One year earlier, in February 2003, Berger reported for active duty after being
called up from his home in Marquette, Michigan. A 50-year-old staff sergeant
with 20 continuous years of service in National Guard units and the Army
Reserve, Berger was assigned to the 452nd Combat Support Hospital out of
Milwaukee and sent to Ft. McCoy, Wisconsin, where he launched into “SRP,” the
Soldier Readiness Program.
“We were headed overseas,” Berger said, “into the sand.” Although he wondered
how he might fare serving next to soldiers in their twenties, Berger was fit, a
runner, and a senior NCO with years of experience in medical care. He was fully
prepared to do his part. An enthusiastic participant in the mobilization
process, Berger volunteered for instructional duties. He met the other soldiers
in the unit, including a lively young specialist named Rachel Lacy.
In short order, the soldiers of the 452nd underwent a day of paperwork,
including a detailed medical history. With a strong family history of
cardiovascular disease, including the loss of his mother to a heart attack at
age 43 and a brother who suffered a stroke in his early forties, Berger
underwent a heart catheterization procedure in 1996. “My doctor thought I should
have the test because of my family history,” he said. “And the results were
negative. I wrote it all down on my medical history form at Ft. McCoy. But if
anybody took note of that history or thought it represented any sort of concern
or risk, I never heard about it.”
A month after arriving at Ft. McCoy, in March 2003, Berger received the standard
battery of inoculations administered to soldiers preparing for overseas
deployment. The battery included vaccines for anthrax and smallpox, as well as
several other infectious diseases.
Within 48 hours, Berger was feeling “lousy.” It was as if, he said, “I was
working on a case of the flu. Along with that, I was experiencing some shortness
of breath and a heaviness in my chest.
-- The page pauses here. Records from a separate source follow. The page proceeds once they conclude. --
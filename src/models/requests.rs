//! Request DTOs for the course API
//!
//! Defines the structure of incoming request bodies and query strings.

use serde::Deserialize;

/// Request body for listing an owner's courses (POST /courses)
#[derive(Debug, Clone, Deserialize)]
pub struct ListCoursesRequest {
    /// Owner whose courses to list
    #[serde(rename = "createdBy")]
    pub created_by: String,
}

impl ListCoursesRequest {
    /// Validates the request data
    ///
    /// Returns an error message if validation fails, None if valid.
    pub fn validate(&self) -> Option<String> {
        if self.created_by.trim().is_empty() {
            return Some("createdBy cannot be empty".to_string());
        }
        None
    }
}

/// Query string for fetching a single course (GET /courses?courseId=)
#[derive(Debug, Clone, Default, Deserialize)]
pub struct CourseQuery {
    #[serde(rename = "courseId")]
    pub course_id: Option<String>,
}

impl CourseQuery {
    /// Returns the requested course id, or an error message if it is
    /// missing or blank.
    pub fn course_id(&self) -> Result<&str, String> {
        match self.course_id.as_deref() {
            Some(id) if !id.trim().is_empty() => Ok(id),
            _ => Err("courseId query parameter is required".to_string()),
        }
    }
}

#[cfg(test)]
mod tests {
    use super::*;

    #[test]
    fn test_list_request_deserialize() {
        let json = r#"{"createdBy": "alice@example.com"}"#;
        let req: ListCoursesRequest = serde_json::from_str(json).unwrap();
        assert_eq!(req.created_by, "alice@example.com");
        assert!(req.validate().is_none());
    }

    #[test]
    fn test_list_request_missing_field() {
        let json = r#"{"owner": "alice"}"#;
        assert!(serde_json::from_str::<ListCoursesRequest>(json).is_err());
    }

    #[test]
    fn test_validate_blank_owner() {
        let req = ListCoursesRequest {
            created_by: "   ".to_string(),
        };
        assert!(req.validate().is_some());
    }

    #[test]
    fn test_course_query_present() {
        let query = CourseQuery {
            course_id: Some("c-1".to_string()),
        };
        assert_eq!(query.course_id(), Ok("c-1"));
    }

    #[test]
    fn test_course_query_missing_or_empty() {
        assert!(CourseQuery::default().course_id().is_err());

        let query = CourseQuery {
            course_id: Some(String::new()),
        };
        assert!(query.course_id().is_err());
    }
}
//! Cache Module
//!
//! Provides the in-process timed cache that sits in front of the course
//! repository: fixed TTL, lazy expiry, and FIFO eviction past a size cap.

mod clock;
mod entry;
mod order;
mod stats;
mod store;

#[cfg(test)]
mod property_tests;

// Re-export public types
pub use clock::{duration_ms, Clock, ManualClock, SystemClock};
pub use stats::CacheStats;
pub use store::TimedCache;

pub(crate) use entry::CacheEntry;
pub(crate) use order::InsertionOrder;

// == Public Constants ==
/// Default entry lifetime (3 minutes).
pub const DEFAULT_TTL_MS: u64 = 180_000;

/// Default entry cap.
pub const DEFAULT_MAX_ENTRIES: usize = 100;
I figured it was the vaccinations, but
just in case, I checked in for sick call at the TMC—the troop medical center.”
Doctors gave Berger a “cold pack” (a standard collection of medications to
relieve symptoms of colds and flu), and he returned to duty.
Another week passed with no significant improvement in his condition. If
anything, he was worse. In addition to chest heaviness and breathing
difficulties, Berger said he “felt constantly exhausted.” He returned to the TMC
but was merely advised to “let the medications work.”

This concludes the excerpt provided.